┌──

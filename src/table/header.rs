// Copyright (C) 2026 Michael Wilson <mike@mdwn.dev>
//
// This program is free software: you can redistribute it and/or modify it under
// the terms of the GNU General Public License as published by the Free Software
// Foundation, version 3.
//
// This program is distributed in the hope that it will be useful, but WITHOUT
// ANY WARRANTY; without even the implied warranty of MERCHANTABILITY or FITNESS
// FOR A PARTICULAR PURPOSE. See the GNU General Public License for more details.
//
// You should have received a copy of the GNU General Public License along with
// this program. If not, see <https://www.gnu.org/licenses/>.
//
use super::emitter::{emit_with, TableFormat};
use crate::audio::SampleBuffer;

/// A generated C header holding the attack and loop tables.
pub struct HeaderDocument<'a> {
    /// Displayed source file name.
    pub source_name: &'a str,
    /// Note label of the recording, e.g. "C4".
    pub note_label: &'a str,
    pub base_frequency_hz: f64,
    pub attack_ms: u32,
    pub attack_name: &'a str,
    pub loop_name: &'a str,
    pub format: &'a TableFormat,
}

impl HeaderDocument<'_> {
    /// Renders the complete header text.
    pub fn render(&self, attack: &SampleBuffer, loop_cycle: &SampleBuffer) -> String {
        let mut out = String::new();

        out.push_str("/*\n");
        out.push_str(" * Instrument Samples - Auto-generated from WAV\n");
        out.push_str(&format!(" * Source: {}\n", self.source_name));
        out.push_str(&format!(
            " * Base Note: {} ({:.2} Hz)\n",
            self.note_label, self.base_frequency_hz
        ));
        out.push_str(&format!(" * Sample Rate: {} Hz\n", attack.sample_rate()));
        out.push_str(" */\n\n");
        out.push_str("#pragma once\n\n");
        out.push_str("#include <stdint.h>\n\n");

        out.push_str(&format!("// Attack samples (first {}ms)\n", self.attack_ms));
        out.push_str(&emit_with(attack.samples(), self.attack_name, self.format));
        out.push_str("\n\n");

        out.push_str("// Loop cycle samples (single cycle for looping)\n");
        out.push_str(&emit_with(loop_cycle.samples(), self.loop_name, self.format));
        out.push('\n');

        out
    }
}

└──

What you need to do:
Wherever the line holding "source file name." falls in the entries above, copy exactly from it through the line holding "Samples - Auto-generated", inclusive, and add nothing.

Solution below:
    /// Displayed source file name.
    pub source_name: &'a str,
    /// Note label of the recording, e.g. "C4".
    pub note_label: &'a str,
    pub base_frequency_hz: f64,
    pub attack_ms: u32,
    pub attack_name: &'a str,
    pub loop_name: &'a str,
    pub format: &'a TableFormat,
}

impl HeaderDocument<'_> {
    /// Renders the complete header text.
    pub fn render(&self, attack: &SampleBuffer, loop_cycle: &SampleBuffer) -> String {
        let mut out = String::new();

        out.push_str("/*\n");
        out.push_str(" * Instrument Samples - Auto-generated from WAV\n");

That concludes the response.